*Task goal:*
Give the number of lines in these entries that contain "SenseError", and nothing more.

*Excerpts from a dataset:*
= = = =

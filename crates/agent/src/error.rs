use thiserror::Error;

use crate::types::AgentId;

/// Errors that can occur while driving an agent.
///
/// Nothing here is fatal to a simulation: the scheduler logs these per agent
/// and keeps the remaining agents running.
#[derive(Debug, Error)]
pub enum AgentError {
    #[error("Transport error: {0}")]
    Transport(#[from] TransportError),

    #[error("Agent already exists: {0}")]
    AgentAlreadyExists(AgentId),

    #[error("Agent panicked: {0}")]
    AgentPanicked(String),

    #[error("Serialization error: {0}")]
    Serialization(#[from] serde_json::Error),
}

pub type Result<T> = std::result::Result<T, AgentError>;

#[derive(Debug, Clone, Error, PartialEq, Eq)]
pub enum TransportError {
    #[error("Unknown recipient: {0}")]
    UnknownRecipient(AgentId),

    #[error("Mailbox full: {0}")]
    MailboxFull(AgentId),

    #[error("Mailbox disconnected: {0}")]
    Disconnected(AgentId),
}

/// Reasons an inbound message is rejected by a sense rule.
#[derive(Debug, Clone, Error, PartialEq, Eq)]
pub enum SenseError {
    #[error("Malformed message: {0}")]
    Malformed(String),

    /// Body parsed, but names a task this role does not perform
    #[error("Unknown task: {0}")]
    UnknownTask(String),
}

impl From<serde_json::Error> for SenseError {
    fn from(e: serde_json::Error) -> Self {
        SenseError::Malformed(e.to_string())
    }
}

#[derive(Debug, Clone, Error, PartialEq, Eq)]
pub enum AnalysisError {
    #[error("Missing video reference")]
    MissingReference,

    #[error("No analysis kinds requested")]
    NothingRequested,

    #[error("Unsupported analysis kind: {0}")]
    UnsupportedKind(String),
}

= = = =

*Written answer:*
3